Israel is to resume the transfer of tariffs and tax monies it collects on behalf of the Palestinian Authority, which were frozen last year as punishment for the UN bid, the premier's office said Monday.
Prime Minister Benjamin Netanyahu "has decided to authorise the transfer of fiscal revenues to the Palestinian Authority," it said in a statement, adding that the finance minister had already "charged officials with taking up the transfer of funds again."
A spokesman for Netanyahu said the decision was to take effect "immediately".
The decision comes days after a visit by US President Barack Obama to the Holy Land and follow-up meetings with both sides by Secretary of State John Kerry, who has pushed for the funds to be released since taking up his post in February.
Israel in early December announced it would not transfer tax and tariff funds it collects for the Palestinians in response to their successful bid for upgraded UN membership, a move the Jewish state had fiercely opposed.

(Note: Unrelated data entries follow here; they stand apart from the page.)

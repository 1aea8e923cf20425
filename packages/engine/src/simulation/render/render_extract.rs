use crate::rigid_body_system::BodyView;

use super::SceneCore;

/// Everything the painter needs for one animation frame
pub struct RenderFrame<'a> {
    pub width: f32,
    pub height: f32,
    pub background: &'a str,
    /// Boundaries first, then dynamic bodies, so bodies draw over the walls.
    pub bodies: Vec<BodyView<'a>>,
}

pub(super) fn extract(scene: &SceneCore) -> RenderFrame<'_> {
    let (width, height) = scene.viewport;
    let mut bodies: Vec<BodyView<'_>> = scene.physics.bodies().collect();
    // stable sort: engine order is kept inside each group
    bodies.sort_by_key(|b| b.dynamic);

    RenderFrame {
        width,
        height,
        background: &scene.settings.background,
        bodies,
    }
}
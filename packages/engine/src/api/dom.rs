use wasm_bindgen::prelude::*;
use wasm_bindgen::JsCast;
use web_sys::{Document, Element, HtmlElement, Window};

use crate::core::SceneError;
use crate::simulation::Readout;

pub fn window() -> Result<Window, SceneError> {
    web_sys::window().ok_or_else(|| SceneError::MissingElement("window".to_string()))
}

pub fn document() -> Result<Document, SceneError> {
    window()?
        .document()
        .ok_or_else(|| SceneError::MissingElement("document".to_string()))
}

/// Look up `#id` and cast it. `expected` names the type for the error.
pub fn element<T: JsCast>(id: &str, expected: &'static str) -> Result<T, SceneError> {
    optional_element(id, expected)?.ok_or_else(|| SceneError::MissingElement(id.to_string()))
}

/// Like `element`, but a missing node is `Ok(None)`. A node of the wrong
/// type is still an error.
pub fn optional_element<T: JsCast>(id: &str, expected: &'static str) -> Result<Option<T>, SceneError> {
    let Some(el) = document()?.get_element_by_id(id) else {
        return Ok(None);
    };
    el.dyn_into::<T>()
        .map(Some)
        .map_err(|_: Element| SceneError::WrongElement {
            id: id.to_string(),
            expected,
        })
}

pub fn html_element(id: &str) -> Result<HtmlElement, SceneError> {
    element(id, "HTML element")
}

pub fn set_text(id: &str, text: &str) {
    if let Ok(Some(el)) = document().map(|d| d.get_element_by_id(id)) {
        el.set_text_content(Some(text));
    }
}

pub fn request_animation_frame(f: &Closure<dyn FnMut()>) -> Result<i32, SceneError> {
    window()?
        .request_animation_frame(f.as_ref().unchecked_ref())
        .map_err(SceneError::dom)
}

/// Timer text written into a page element
pub struct ElementReadout {
    el: HtmlElement,
}

impl ElementReadout {
    pub fn new(el: HtmlElement) -> Self {
        Self { el }
    }
}

impl Readout for ElementReadout {
    fn show(&self, text: &str) {
        self.el.set_text_content(Some(text));
    }
}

Netanyahu authorised a one-off release of $100 million at the end of January, with an official at the prime minister's office, citing the Palestinian's "very difficult financial situation," stressed at the time it was a temporary measure only.
Ahead of Obama's visit, the Palestinian Authority urged the world to step up financial aid and press Israel to allow economic development, over fears of "political collapse" due to Israeli fiscal strangulation.